I say they do as long as Derrek Lee doesn't remain a doubles hitter,

Derrek Lee posted the 2nd highest slugging percentage of his career last year. He also got on base at a .400 clip. You wouldn't take a doubles hitter with a .400 OBP?

Alfonso Soriano rips fastballs instead of muscles

::chirp::

and Aramis Ramirez is kept away from secret cockfighting arenas.

These are such stupid substitutes for actually analyzing these three hitters. For once, will you do your fucking job?

You say it's a sign of special camaraderie when several Cubs pitchers maul a '95 Nissan Sentra belonging to Tim Buss, the team's strength and conditioning coach, and his wife. You say it's very cool that they purchased him a 2008 Nissan Xterra.

How can you possibly argue that it wasn't?

I say it's a metaphor for certain pitchers who will be destroyed accordingly this season and require new replacements.

What the fuck??? This makes no sense.

Among them is a starter, Jason Marquis, who somehow won a rotation job after telling management that he, the great Jason Marquis -- who was left off postseason rosters the last two years -- would request a trade if he was moved to the bullpen. I say trade Marquis to Boston for Coco Crisp, center-field insurance for Felix Pie, while his ERA is still under 5.00.

Jim Hendry: Theo, what do you think of Marquis for Crisp?

Theo Epstein: Umm....gee Jim, ::snicker::, I'm going to have to think about that one. I have 6 starting pitchers, all better than Jason. I have an awesome bullpen. But yeah, I totally have a higher need on my team for a bad pitcher than one of the best defensive outfielders in baseball.

Jim Hendry: You don't have to be so mean...it wasn't my idea, anyway.....Chicago Sun-Times columnist Jay Mariotti totally came up with that idea. It seems that I care so much about what he thinks that I just had to pitch that one to you.

Theo Epstein: HA! Jay Mariotti!?!? That guy's a moron! There's this wicked sweet blog on the internet that constantly says he should be fired. I read it all the time!

You say I'm being mean to Wood. I say I'm rooting harder for him than anyone but family, friends and Hendry.
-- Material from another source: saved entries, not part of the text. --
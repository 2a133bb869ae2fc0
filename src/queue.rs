//! The two dispatch lanes between the listener and the workers.

use flume::{Receiver, Sender};

use crate::classify::{FlowId, PacketClass};
use crate::error::{ForwardError, ForwardResult};
use crate::pool::Packet;

/// A classified datagram waiting for a worker.
#[derive(Debug)]
pub struct Dispatch {
    pub packet: Packet,
    pub flow_id: Option<FlowId>,
}

/// Bounded chunked and normal queues. Senders block when full.
#[derive(Clone)]
pub struct DispatchQueues {
    chunked_tx: Sender<Dispatch>,
    chunked_rx: Receiver<Dispatch>,
    normal_tx: Sender<Dispatch>,
    normal_rx: Receiver<Dispatch>,
}

impl DispatchQueues {
    pub fn new(chunked_capacity: usize, normal_capacity: usize) -> Self {
        let (chunked_tx, chunked_rx) = flume::bounded(chunked_capacity);
        let (normal_tx, normal_rx) = flume::bounded(normal_capacity);
        Self {
            chunked_tx,
            chunked_rx,
            normal_tx,
            normal_rx,
        }
    }

    /// Queues a packet on the lane its class selects, waiting for room if the lane is full.
    pub async fn enqueue(&self, packet: Packet, class: PacketClass) -> ForwardResult<()> {
        let (tx, flow_id) = match class {
            PacketClass::Chunked(flow_id) => (&self.chunked_tx, flow_id),
            PacketClass::Normal => (&self.normal_tx, None),
        };
        tx.send_async(Dispatch { packet, flow_id })
            .await
            .map_err(|_| ForwardError::QueueClosed)
    }

    pub fn chunked_receiver(&self) -> Receiver<Dispatch> {
        self.chunked_rx.clone()
    }

    pub fn normal_receiver(&self) -> Receiver<Dispatch> {
        self.normal_rx.clone()
    }

    /// Datagrams currently pending as (chunked, normal).
    pub fn depths(&self) -> (usize, usize) {
        (self.chunked_tx.len(), self.normal_tx.len())
    }
}

#[cfg(test)]
mod tests {
    use super::*;
    use crate::pool::BufferPool;
    use std::time::Duration;

    fn packet(pool: &std::sync::Arc<BufferPool>, data: &[u8]) -> Packet {
        let mut pkt = pool.acquire();
        pkt.buf_mut()[..data.len()].copy_from_slice(data);
        pkt.set_len(data.len());
        pkt
    }

    #[tokio::test]
    async fn test_enqueue_selects_lane() {
        let pool = BufferPool::new(32, 8);
        let queues = DispatchQueues::new(4, 4);

        queues
            .enqueue(packet(&pool, b"chunk"), PacketClass::Chunked(Some([1; 8])))
            .await
            .unwrap();
        queues.enqueue(packet(&pool, b"plain"), PacketClass::Normal).await.unwrap();
        assert_eq!(queues.depths(), (1, 1));

        let d = queues.chunked_receiver().recv_async().await.unwrap();
        assert_eq!(d.packet.as_slice(), b"chunk");
        assert_eq!(d.flow_id, Some([1; 8]));

        let d = queues.normal_receiver().recv_async().await.unwrap();
        assert_eq!(d.packet.as_slice(), b"plain");
        assert_eq!(d.flow_id, None);
    }

    #[tokio::test]
    async fn test_fifo_order() {
        let pool = BufferPool::new(8, 8);
        let queues = DispatchQueues::new(8, 8);
        for i in 0..5u8 {
            queues.enqueue(packet(&pool, &[i]), PacketClass::Chunked(None)).await.unwrap();
        }
        let rx = queues.chunked_receiver();
        for i in 0..5u8 {
            assert_eq!(rx.recv_async().await.unwrap().packet.as_slice(), &[i]);
        }
    }

    #[tokio::test]
    async fn test_full_lane_blocks() {
        let pool = BufferPool::new(8, 8);
        let queues = DispatchQueues::new(1, 1);
        queues.enqueue(packet(&pool, b"a"), PacketClass::Normal).await.unwrap();

        let blocked = tokio::time::timeout(
            Duration::from_millis(50),
            queues.enqueue(packet(&pool, b"b"), PacketClass::Normal),
        )
        .await;
        assert!(blocked.is_err(), "enqueue on a full lane should wait");

        // The other lane is independent.
        queues.enqueue(packet(&pool, b"c"), PacketClass::Chunked(None)).await.unwrap();
    }

    #[tokio::test]
    async fn test_dropped_queue_releases_packets() {
        let pool = BufferPool::new(8, 8);
        let queues = DispatchQueues::new(4, 4);
        queues.enqueue(packet(&pool, b"x"), PacketClass::Normal).await.unwrap();
        assert_eq!(pool.idle(), 0);
        drop(queues);
        assert_eq!(pool.idle(), 1);
    }
}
You are not rooting for him, because you're rooting for you to be wrong, which everyone on the fucking planet knows isn't the case. How did you sneak this lie in there? You're supposed to be telling me the truth!

I'm now about to copy and paste the most worthless paragraph of all-time, and won't comment on it. Read at your own risk.

You say Piniella, in introducing ``Cubbie occurrence'' to the lexicon, has coined a phrase for eternity. I say you're right. Pie's twisted testicle -- has it untwisted yet? -- is a Cubbie occurrence. Zell is a Cubbie occurrence. Blaming the Evil Stoney in '04 was a Cubbie occurrence. Trading Lou Brock and not keeping Greg Maddux in 1992 were Cubbie occurences. All the various animals associated with a century of futility are Cubbie occurrences. Thanks, Lou, for new material. Unless Piniella, too, is a Cubbie occurrence.

Moving right along....

You say Kosuke Fukudome will have no problem acclimating to Cubdom. I say he runs for cover the first time trash is thrown from the bleachers. You say you'll be very cordial to him out there. I say some of you become filled with rage when the mood strikes and will treat anyone like Jacque Jones. I also say you don't want any international incidents when we're trying to land the 2016 Olympics.

You might find this paragraph shocking, as Jay just did something he's never done before. He took an incident that happened awhile ago that has nothing to do with the situation at hand and used it to argue a point which also has freakishly little to do with the situation at hand.

You might find my last paragraph there shocking, as I used something called "sarcasm", which is completely new to my writing style.

He does that shit all the time. In case you guys wanted a recap of that paragraph, filled with things that have so little to do with each other, here it is.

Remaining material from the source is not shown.